Para a advogada, é preciso atacar o problema em duas frentes: nas políticas públicas e na cena privada. “O maior exemplo vem do poder público, em primeiro lugar, pelo reconhecimento da existência de desigualdades estruturais e profundas entre os gêneros, passando pela construção coletiva de políticas públicas que ataquem estas desigualdades, de políticas afirmativas e antidiscriminatórias da posição da mulher na sociedade”, disse.
Entre as políticas que acolhem demandas básicas que acabam recaindo sobre as mulheres, ela citou a construção de creches e escolas em período integral, que possibilitem às mulheres trabalhar enquanto seus filhos estão seguros.
“No âmbito do Poder Judiciário, a implementação, pelo CNJ [Conselho Nacional de Justiça], do Protocolo para Julgamento com Perspectiva de Gênero tem se mostrado ferramenta valiosa para os operadores do Direito, preocupados com a superação dessa trágica realidade”, lembrou Mezarobba.
O objetivo do protocolo é orientar o Judiciário a considerar o papel das desigualdades estruturais nos julgamentos de conflitos que envolvam mulheres.
Para a advogada, o problema não é a ausência de leis sobre a questão. O crime de feminicídio, por exemplo, tem pena de 20 a 40 anos de reclusão. Nem a possibilidade de permanecer 40 anos encarcerado vem inibindo os homens de assassinar suas companheiras, parceiras e namoradas, disse.
“É preciso, sim, que o Estado viabilize a justa punição aos homens agressores de mulheres.
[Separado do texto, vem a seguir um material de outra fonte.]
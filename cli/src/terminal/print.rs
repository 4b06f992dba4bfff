use std::fmt::Display;

use colored::*;
use tracing::info;
use unicode_width::UnicodeWidthStr;

use crate::terminal::colors;

pub const TOTAL_WIDTH: usize = 64;
pub const PRINT_TARGET: &str = "scriptlink::print";
const KEY_WIDTH: usize = 8;

pub trait WithDefaultColor {
    fn with_default(self, default_color: Color) -> ColoredString;
}

impl WithDefaultColor for &str {
    fn with_default(self, default_color: Color) -> ColoredString {
        self.color(default_color)
    }
}

impl WithDefaultColor for String {
    fn with_default(self, default_color: Color) -> ColoredString {
        self.color(default_color)
    }
}

impl WithDefaultColor for ColoredString {
    fn with_default(self, _default_color: Color) -> ColoredString {
        self
    }
}

pub fn print(msg: &str) {
    info!(target: "scriptlink::print", raw_msg = msg);
}

pub fn banner(no_banner: bool, q_level: u8) {
    if no_banner || q_level > 0 {
        return;
    }

    let text_content: String = format!("⟦ SCRIPTLINK v{} ⟧ ", env!("CARGO_PKG_VERSION"));
    let text_width: usize = UnicodeWidthStr::width(text_content.as_str());
    let text: ColoredString = text_content.bright_green().bold();
    let sep: ColoredString = "═".repeat(TOTAL_WIDTH.saturating_sub(text_width) / 2).bright_black();
    let output: String = format!("{}{}{}", sep, text, sep);

    print(&output);
}

pub fn header(msg: &str, q_level: u8) {
    if q_level > 0 {
        return;
    }

    let formatted: String = format!("⟦ {} ⟧", msg);
    let msg_len: usize = formatted.chars().count();

    let dash_count: usize = TOTAL_WIDTH.saturating_sub(msg_len);
    let left: usize = dash_count / 2;
    let right: usize = dash_count - left;

    let line: ColoredString = format!(
        "{}{}{}",
        "─".repeat(left),
        formatted.to_uppercase().bright_green(),
        "─".repeat(right)
    )
    .bright_black();

    print(&format!("{}", line));
}

pub fn fat_separator() {
    let sep: ColoredString = "═".repeat(TOTAL_WIDTH).bright_black();
    print(&format!("{}", sep));
}

pub fn aligned_line<V>(key: &str, value: V)
where
    V: Display + WithDefaultColor,
{
    let dots: String = ".".repeat((KEY_WIDTH + 1).saturating_sub(key.len()));
    let colon: String = format!(
        "{}{}",
        dots.color(colors::SEPARATOR),
        ":".color(colors::SEPARATOR)
    );
    let value: ColoredString = value.with_default(colors::TEXT_DEFAULT);
    print_status(format!("{}{} {}", key.color(colors::PRIMARY), colon, value));
}

pub fn print_status<T: AsRef<str>>(msg: T) {
    let prefix: ColoredString = ">".color(colors::SEPARATOR);
    let message: String = format!("{} {}", prefix, msg.as_ref().color(colors::TEXT_DEFAULT));
    print(&message);
}

/// Prints multi-line text indented under the previous line.
pub fn block(text: &str) {
    for line in text.lines() {
        print(&format!("  {} {}", "│".color(colors::SEPARATOR), line));
    }
}

pub fn centerln(msg: &str) {
    let space = " ".repeat(TOTAL_WIDTH.saturating_sub(console::measure_text_width(msg)) / 2);
    print(&format!("{}{}{}", space, msg, space));
}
Isso passa pelo enfrentamento às redes de ódio e misoginia que pululam nas redes sociais, não raro sob o discurso de ‘liberdade de expressão’ e sob anonimato.”
A situação, diz a advogada, precisa ser encarada, enfrentada e punida com o rigor da lei.
Em relação à esfera privada, Mezarobba aponta a importância da educação emancipatória e não machista. “Uma educação que não perpetue os estereótipos de gênero, de divisão sexual das tarefas domésticas, construindo espaços de igualdade de direitos e deveres entre os filhos, a mãe e o pai”, disse.
“Mensagens profundas que nos são incutidas desde a infância, de que o espaço privado, do lar, é para as mulheres, e os espaços públicos e de poder são para os homens, devem sim ser combatidas no seio das famílias”, acrescentou a advogada.
Histórico de desigualdade
Psicóloga e pesquisadora da Universidade de Brasília (Unb), Maisa Guimarães explica que, historicamente, a desigualdade entre homens e mulheres foi validada socialmente e formalmente pelas legislações e pelas instituições, o que se reflete hoje ainda em uma cultura de muito privilégio concedido aos homens e de muitas opressões sobre as mulheres.
“Quando a gente fala dessa desigualdade de poder, não é só na dimensão da cultura, de como as pessoas se relacionam por um senso comum. A gente também está falando de uma cultura institucional, uma história política, legislativa, que por séculos no Brasil concedeu direitos a homens e negou direitos às mulheres”, disse.
A pesquisadora lembra que a ideia da igualdade de poder e direitos iguais entre homens e mulheres é uma postura política muito recente na história brasileira. “Só a partir do Estatuto da Mulher Casada, que é do final da década de 60, que se entendeu que uma mulher casada era civilmente capaz de exercer direitos básicos como escolher o [próprio] trabalho”, mencionou.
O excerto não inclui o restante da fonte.